■ Directions for this task: From the records below, set down exactly the lines starting with the line that contains "BigInt::from_parts(Sign::Positive, a)" and going on through the line that contains "let (reduced, _)". Nothing else is wanted.
§
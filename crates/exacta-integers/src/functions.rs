//! Number-theoretic free functions over [`BigInt`].

use exacta_limbs::LimbBuffer;

use crate::error::NumError;
use crate::integer::{BigInt, Sign};

/// Computes the greatest common divisor, always non-negative.
///
/// `gcd(0, 0)` is 0 by convention.
#[must_use]
pub fn gcd(x: &BigInt, y: &BigInt) -> BigInt {
    // Euclid on magnitudes; signs never matter for the gcd.
    let mut a = x.magnitude().clone();
    let mut b = y.magnitude().clone();
    while !b.is_zero() {
        let (_, r) = a.div_rem(&b);
        a = b;
        b = r;
    }
    BigInt::from_parts(Sign::Positive, a)
}

/// Computes the least common multiple, always non-negative.
///
/// Zero when either argument is zero.
#[must_use]
pub fn lcm(x: &BigInt, y: &BigInt) -> BigInt {
    if x.is_zero() || y.is_zero() {
        return BigInt::zero();
    }
    let g = gcd(x, y);
    let (reduced, _) = x.magnitude().div_rem(g.magnitude());
    BigInt::from_parts(Sign::Positive, reduced.mul(y.magnitude()))
}

/// Extended Euclidean algorithm.
///
/// Returns `(g, s, t)` with `g = gcd(x, y) = s*x + t*y` and `g >= 0`.
#[must_use]
pub fn gcdext(x: &BigInt, y: &BigInt) -> (BigInt, BigInt, BigInt) {
    let mut old_r = x.clone();
    let mut r = y.clone();
    let mut old_s = BigInt::one();
    let mut s = BigInt::zero();
    let mut old_t = BigInt::zero();
    let mut t = BigInt::one();

    while !r.is_zero() {
        let (q, rem) = old_r
            .checked_div_rem_floor(&r)
            .expect("loop guard keeps the divisor nonzero");
        old_r = r;
        r = rem;

        let next_s = old_s - &q * &s;
        old_s = s;
        s = next_s;

        let next_t = old_t - &q * &t;
        old_t = t;
        t = next_t;
    }

    if old_r.is_negative() {
        (-old_r, -old_s, -old_t)
    } else {
        (old_r, old_s, old_t)
    }
}

/// Computes `n!` for non-negative `n`.
///
/// # Errors
///
/// Returns [`NumError::InvalidArgument`] when `n` is negative or too large
/// to iterate.
pub fn factorial(n: &BigInt) -> Result<BigInt, NumError> {
    if n.is_negative() {
        return Err(NumError::InvalidArgument);
    }
    let count = n.to_i64().ok_or(NumError::InvalidArgument)?;
    let mut acc = LimbBuffer::from_limb(1);
    for i in 2..=count.unsigned_abs() {
        acc = acc.mul(&LimbBuffer::from_limb(i));
    }
    Ok(BigInt::from_parts(Sign::Positive, acc))
}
§
■ Solution for this problem:
    BigInt::from_parts(Sign::Positive, a)
}

/// Computes the least common multiple, always non-negative.
///
/// Zero when either argument is zero.
#[must_use]
pub fn lcm(x: &BigInt, y: &BigInt) -> BigInt {
    if x.is_zero() || y.is_zero() {
        return BigInt::zero();
    }
    let g = gcd(x, y);
    let (reduced, _) = x.magnitude().div_rem(g.magnitude());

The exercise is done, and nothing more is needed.